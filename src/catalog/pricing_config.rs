use std::collections::HashMap;

use serde::{Deserialize, Serialize};

use crate::error::ConfigError;

/// Labor charged per unit when a product type has no configured entry.
pub const DEFAULT_LABOR_COST: f64 = 3.0;

/// Orders above this quantity have the setup fee waived.
pub const SETUP_FEE_WAIVER_QUANTITY: u32 = 10;

/// Flashing product family; selects the labor cost.
#[derive(Debug, Clone, Copy, PartialEq, Eq, Hash, Serialize, Deserialize)]
#[serde(rename_all = "kebab-case")]
pub enum ProductType {
    CopingCap,
    ZClosure,
    DStyle,
    TStyle,
    Valley,
    RoofToWall,
    GravelStop,
    JChannel,
    Other,
}

/// Pricing rules applied on top of material cost.
///
/// Setters enforce the input-boundary rules: profit margin is clamped to
/// `[0, 100]`, quantity is at least 1, fees and labor costs are non-negative.
#[derive(Debug, Clone, PartialEq, Serialize, Deserialize)]
#[serde(rename_all = "camelCase", default)]
pub struct PricingConfig {
    /// Profit margin in percent.
    pub profit_margin: f64,
    pub labor_costs: HashMap<ProductType, f64>,
    pub default_labor_cost: f64,
    pub setup_fee: f64,
    pub setup_fee_waiver_quantity: u32,
    pub quantity: u32,
}

impl Default for PricingConfig {
    fn default() -> Self {
        let labor_costs = [
            (ProductType::CopingCap, 5.0),
            (ProductType::ZClosure, 3.0),
            (ProductType::DStyle, 3.0),
            (ProductType::TStyle, 3.0),
            (ProductType::Valley, 3.0),
            (ProductType::RoofToWall, 3.0),
            (ProductType::Other, 3.0),
        ]
        .into_iter()
        .collect();
        Self {
            profit_margin: 20.0,
            labor_costs,
            default_labor_cost: DEFAULT_LABOR_COST,
            setup_fee: 10.0,
            setup_fee_waiver_quantity: SETUP_FEE_WAIVER_QUANTITY,
            quantity: 1,
        }
    }
}

impl PricingConfig {
    /// Parses and validates a pricing configuration from JSON. Missing
    /// fields take their default values; the margin is clamped.
    ///
    /// # Errors
    ///
    /// Returns an error on malformed JSON or out-of-range values.
    pub fn from_json(json: &str) -> Result<Self, ConfigError> {
        let mut config: Self = serde_json::from_str(json)?;
        config.profit_margin = clamp_margin(config.profit_margin);
        config.validate()?;
        Ok(config)
    }

    /// Checks quantity, fees and labor costs.
    ///
    /// # Errors
    ///
    /// Returns an error if quantity is 0 or any cost is negative.
    pub fn validate(&self) -> Result<(), ConfigError> {
        if self.quantity == 0 {
            return Err(ConfigError::InvalidQuantity);
        }
        check_non_negative("setup_fee", self.setup_fee)?;
        check_non_negative("default_labor_cost", self.default_labor_cost)?;
        for &cost in self.labor_costs.values() {
            check_non_negative("labor_cost", cost)?;
        }
        Ok(())
    }

    /// Labor cost for `product_type`, falling back to `default_labor_cost`.
    #[must_use]
    pub fn labor_cost(&self, product_type: ProductType) -> f64 {
        self.labor_costs
            .get(&product_type)
            .copied()
            .unwrap_or(self.default_labor_cost)
    }

    /// Setup fee actually charged at the configured quantity.
    #[must_use]
    pub fn effective_setup_fee(&self) -> f64 {
        if self.quantity > self.setup_fee_waiver_quantity {
            0.0
        } else {
            self.setup_fee
        }
    }

    /// Sets the profit margin, clamped to `[0, 100]`.
    pub fn set_profit_margin(&mut self, percent: f64) {
        self.profit_margin = clamp_margin(percent);
    }

    /// Sets the labor cost for one product type.
    ///
    /// # Errors
    ///
    /// Returns an error if `cost` is negative.
    pub fn set_labor_cost(&mut self, product_type: ProductType, cost: f64) -> Result<(), ConfigError> {
        check_non_negative("labor_cost", cost)?;
        self.labor_costs.insert(product_type, cost);
        Ok(())
    }

    /// Sets the order quantity.
    ///
    /// # Errors
    ///
    /// Returns an error if `quantity` is 0.
    pub fn set_quantity(&mut self, quantity: u32) -> Result<(), ConfigError> {
        if quantity == 0 {
            return Err(ConfigError::InvalidQuantity);
        }
        self.quantity = quantity;
        Ok(())
    }

    /// Sets the setup fee.
    ///
    /// # Errors
    ///
    /// Returns an error if `fee` is negative.
    pub fn set_setup_fee(&mut self, fee: f64) -> Result<(), ConfigError> {
        check_non_negative("setup_fee", fee)?;
        self.setup_fee = fee;
        Ok(())
    }
}

fn clamp_margin(percent: f64) -> f64 {
    if percent.is_nan() {
        0.0
    } else {
        percent.clamp(0.0, 100.0)
    }
}

fn check_non_negative(parameter: &'static str, value: f64) -> Result<(), ConfigError> {
    if value >= 0.0 && value.is_finite() {
        Ok(())
    } else {
        Err(ConfigError::ParameterOutOfRange {
            parameter,
            value,
            min: 0.0,
            max: f64::INFINITY,
        })
    }
}
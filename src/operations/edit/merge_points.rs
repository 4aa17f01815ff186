use std::collections::HashSet;

use tracing::debug;

use crate::error::{GraphError, Result};
use crate::profile::{PointId, ProfileGraph};

/// Distance in pixels under which a dragged point snaps onto another.
pub const MERGE_THRESHOLD_PIXELS: f64 = 15.0;

/// Merges `source` into `target`.
///
/// Segments touching `source` are re-attached to `target`. A segment that
/// would then start and end at `target` is dropped, as is any segment that
/// duplicates an existing connection. `source` is removed.
pub struct MergePoints {
    source: PointId,
    target: PointId,
}

impl MergePoints {
    /// Creates a new `MergePoints` operation.
    #[must_use]
    pub fn new(source: PointId, target: PointId) -> Self {
        Self { source, target }
    }

    /// Executes the merge in-place.
    ///
    /// # Errors
    ///
    /// Returns an error if either point is missing or both are the same.
    pub fn execute(&self, graph: &mut ProfileGraph) -> Result<()> {
        if self.source == self.target {
            return Err(GraphError::Degenerate("cannot merge a point into itself".into()).into());
        }
        graph.point(self.source)?;
        graph.point(self.target)?;

        let (source, target) = (self.source, self.target);
        let mut seen: HashSet<(PointId, PointId)> = HashSet::new();
        let before = graph.segment_count();
        graph.retain_segments(|_, seg| {
            if seg.start == source {
                seg.start = target;
            }
            if seg.end == source {
                seg.end = target;
            }
            if seg.start == seg.end {
                return false;
            }
            let key = if seg.start < seg.end {
                (seg.start, seg.end)
            } else {
                (seg.end, seg.start)
            };
            seen.insert(key)
        });
        graph.remove_point(source)?;

        debug!(
            dropped = before - graph.segment_count(),
            "merged point into neighbour"
        );
        Ok(())
    }
}

/// Finds the nearest other point within a snapping distance.
pub struct FindMergeTarget {
    point: PointId,
    threshold: f64,
}

impl FindMergeTarget {
    /// Creates a query with the default [`MERGE_THRESHOLD_PIXELS`].
    #[must_use]
    pub fn new(point: PointId) -> Self {
        Self {
            point,
            threshold: MERGE_THRESHOLD_PIXELS,
        }
    }

    /// Overrides the snapping distance (pixels).
    #[must_use]
    pub fn with_threshold(mut self, threshold: f64) -> Self {
        self.threshold = threshold;
        self
    }

    /// Executes the query, returning the closest point strictly within the
    /// threshold.
    ///
    /// # Errors
    ///
    /// Returns an error if `point` is missing.
    pub fn execute(&self, graph: &ProfileGraph) -> Result<Option<PointId>> {
        let origin = graph.point(self.point)?.position;
        let nearest = graph
            .points()
            .filter(|(id, _)| *id != self.point)
            .map(|(id, p)| (id, (p.position - origin).norm()))
            .filter(|&(_, d)| d < self.threshold)
            .min_by(|a, b| a.1.total_cmp(&b.1))
            .map(|(id, _)| id);
        Ok(nearest)
    }
}
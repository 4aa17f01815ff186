mod allowance;
mod detect;

pub use allowance::{BendAllowance, BendDimensions};
pub use detect::{Bend, DetectBends};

□ □ □ □

AIM OF THE TASK: Check the lines above for the word "PartialEq" and give the number of lines where it appears, with no other text.

ANSWER FOR THE TASK: 2